* [Brief] Of the material below, the lines to be retyped are those from the line containing "that it can be" through the line containing "pub fn unpack(t12m: &[u8])", inclusive; reproduce them exactly.

====

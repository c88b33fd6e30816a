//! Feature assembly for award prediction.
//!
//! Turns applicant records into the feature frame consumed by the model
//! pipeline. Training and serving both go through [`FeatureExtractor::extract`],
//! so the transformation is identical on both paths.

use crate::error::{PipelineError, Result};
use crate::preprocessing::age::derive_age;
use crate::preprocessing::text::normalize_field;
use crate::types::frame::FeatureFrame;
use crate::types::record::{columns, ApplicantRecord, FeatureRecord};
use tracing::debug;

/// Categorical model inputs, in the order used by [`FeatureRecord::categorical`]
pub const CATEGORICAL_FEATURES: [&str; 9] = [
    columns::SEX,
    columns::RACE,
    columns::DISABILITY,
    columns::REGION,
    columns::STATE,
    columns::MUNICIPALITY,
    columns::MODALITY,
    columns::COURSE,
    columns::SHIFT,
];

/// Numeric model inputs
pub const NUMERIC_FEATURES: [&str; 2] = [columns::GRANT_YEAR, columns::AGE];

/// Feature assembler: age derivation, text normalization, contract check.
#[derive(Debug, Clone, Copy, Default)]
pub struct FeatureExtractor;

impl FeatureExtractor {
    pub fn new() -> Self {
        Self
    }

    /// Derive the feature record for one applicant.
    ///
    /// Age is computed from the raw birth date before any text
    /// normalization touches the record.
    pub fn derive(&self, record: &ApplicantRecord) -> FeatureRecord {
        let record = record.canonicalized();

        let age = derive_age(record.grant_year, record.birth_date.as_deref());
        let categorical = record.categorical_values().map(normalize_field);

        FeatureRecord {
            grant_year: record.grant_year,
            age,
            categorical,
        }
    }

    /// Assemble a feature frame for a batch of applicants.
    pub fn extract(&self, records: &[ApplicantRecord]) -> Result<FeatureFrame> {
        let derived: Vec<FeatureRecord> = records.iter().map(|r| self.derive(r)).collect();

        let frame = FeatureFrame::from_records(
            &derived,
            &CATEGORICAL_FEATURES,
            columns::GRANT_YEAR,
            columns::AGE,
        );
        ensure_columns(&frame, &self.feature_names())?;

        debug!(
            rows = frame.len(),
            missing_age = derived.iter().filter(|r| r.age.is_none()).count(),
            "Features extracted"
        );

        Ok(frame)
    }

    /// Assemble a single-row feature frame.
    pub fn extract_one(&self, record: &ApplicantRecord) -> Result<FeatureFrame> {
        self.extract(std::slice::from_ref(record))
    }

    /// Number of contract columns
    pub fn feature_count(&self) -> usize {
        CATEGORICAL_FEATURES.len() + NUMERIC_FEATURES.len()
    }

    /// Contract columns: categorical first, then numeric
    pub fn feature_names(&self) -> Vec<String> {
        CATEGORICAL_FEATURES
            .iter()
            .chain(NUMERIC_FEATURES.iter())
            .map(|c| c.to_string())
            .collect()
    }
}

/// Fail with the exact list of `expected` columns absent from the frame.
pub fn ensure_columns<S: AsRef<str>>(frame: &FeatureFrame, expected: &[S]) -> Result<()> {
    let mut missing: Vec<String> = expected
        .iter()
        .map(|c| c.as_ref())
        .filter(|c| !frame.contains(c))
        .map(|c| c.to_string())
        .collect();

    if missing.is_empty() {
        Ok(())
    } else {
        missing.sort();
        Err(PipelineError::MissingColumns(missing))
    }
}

====

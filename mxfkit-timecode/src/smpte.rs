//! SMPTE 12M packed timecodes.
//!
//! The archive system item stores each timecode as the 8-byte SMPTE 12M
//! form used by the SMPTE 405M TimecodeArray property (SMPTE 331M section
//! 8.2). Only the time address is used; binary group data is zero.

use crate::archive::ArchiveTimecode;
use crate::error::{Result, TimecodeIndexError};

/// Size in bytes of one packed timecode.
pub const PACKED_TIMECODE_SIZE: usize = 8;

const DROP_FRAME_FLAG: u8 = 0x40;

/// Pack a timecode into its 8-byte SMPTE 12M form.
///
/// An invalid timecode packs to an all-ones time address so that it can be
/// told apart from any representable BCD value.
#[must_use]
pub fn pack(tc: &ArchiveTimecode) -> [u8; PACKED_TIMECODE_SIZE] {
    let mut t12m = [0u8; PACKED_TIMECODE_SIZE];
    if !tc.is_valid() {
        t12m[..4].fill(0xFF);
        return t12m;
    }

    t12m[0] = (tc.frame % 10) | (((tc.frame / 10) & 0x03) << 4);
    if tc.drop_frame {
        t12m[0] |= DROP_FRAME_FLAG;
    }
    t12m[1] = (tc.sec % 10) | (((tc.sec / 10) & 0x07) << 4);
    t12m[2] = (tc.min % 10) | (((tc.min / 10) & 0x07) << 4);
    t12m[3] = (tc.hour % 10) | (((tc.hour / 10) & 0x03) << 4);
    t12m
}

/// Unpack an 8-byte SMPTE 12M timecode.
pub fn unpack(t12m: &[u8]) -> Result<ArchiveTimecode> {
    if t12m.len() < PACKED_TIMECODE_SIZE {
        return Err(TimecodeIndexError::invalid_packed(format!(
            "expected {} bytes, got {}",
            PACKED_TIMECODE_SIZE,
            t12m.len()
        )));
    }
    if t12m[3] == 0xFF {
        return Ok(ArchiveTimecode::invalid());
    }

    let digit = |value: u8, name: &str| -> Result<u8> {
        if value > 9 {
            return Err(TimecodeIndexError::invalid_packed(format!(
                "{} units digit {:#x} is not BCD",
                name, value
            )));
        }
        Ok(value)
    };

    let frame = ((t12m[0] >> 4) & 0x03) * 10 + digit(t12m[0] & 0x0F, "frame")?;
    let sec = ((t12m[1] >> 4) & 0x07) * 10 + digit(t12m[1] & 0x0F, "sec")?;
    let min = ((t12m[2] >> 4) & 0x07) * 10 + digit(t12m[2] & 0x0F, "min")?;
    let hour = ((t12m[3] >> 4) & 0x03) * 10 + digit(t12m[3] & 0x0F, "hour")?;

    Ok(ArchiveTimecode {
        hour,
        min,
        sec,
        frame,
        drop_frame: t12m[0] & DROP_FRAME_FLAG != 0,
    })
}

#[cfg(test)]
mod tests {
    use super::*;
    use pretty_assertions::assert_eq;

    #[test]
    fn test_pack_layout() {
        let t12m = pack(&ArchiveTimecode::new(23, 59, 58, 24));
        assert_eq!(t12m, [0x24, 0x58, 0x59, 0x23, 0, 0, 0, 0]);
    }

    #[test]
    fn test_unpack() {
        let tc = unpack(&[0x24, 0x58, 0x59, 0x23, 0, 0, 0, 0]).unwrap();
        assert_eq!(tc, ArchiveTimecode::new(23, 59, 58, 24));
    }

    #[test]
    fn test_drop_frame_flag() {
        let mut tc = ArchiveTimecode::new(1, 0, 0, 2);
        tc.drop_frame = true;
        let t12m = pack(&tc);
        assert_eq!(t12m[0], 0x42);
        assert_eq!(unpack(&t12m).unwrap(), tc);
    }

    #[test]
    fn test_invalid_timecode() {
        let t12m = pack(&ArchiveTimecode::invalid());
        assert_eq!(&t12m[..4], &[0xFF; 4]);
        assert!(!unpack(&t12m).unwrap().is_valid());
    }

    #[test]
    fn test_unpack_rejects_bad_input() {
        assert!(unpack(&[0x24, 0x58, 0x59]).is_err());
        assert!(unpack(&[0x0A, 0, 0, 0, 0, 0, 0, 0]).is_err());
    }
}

====

* [Exercise result]
/// An invalid timecode packs to an all-ones time address so that it can be
/// told apart from any representable BCD value.
#[must_use]
pub fn pack(tc: &ArchiveTimecode) -> [u8; PACKED_TIMECODE_SIZE] {
    let mut t12m = [0u8; PACKED_TIMECODE_SIZE];
    if !tc.is_valid() {
        t12m[..4].fill(0xFF);
        return t12m;
    }

    t12m[0] = (tc.frame % 10) | (((tc.frame / 10) & 0x03) << 4);
    if tc.drop_frame {
        t12m[0] |= DROP_FRAME_FLAG;
    }
    t12m[1] = (tc.sec % 10) | (((tc.sec / 10) & 0x07) << 4);
    t12m[2] = (tc.min % 10) | (((tc.min / 10) & 0x07) << 4);
    t12m[3] = (tc.hour % 10) | (((tc.hour / 10) & 0x03) << 4);
    t12m
}

/// Unpack an 8-byte SMPTE 12M timecode.
pub fn unpack(t12m: &[u8]) -> Result<ArchiveTimecode> {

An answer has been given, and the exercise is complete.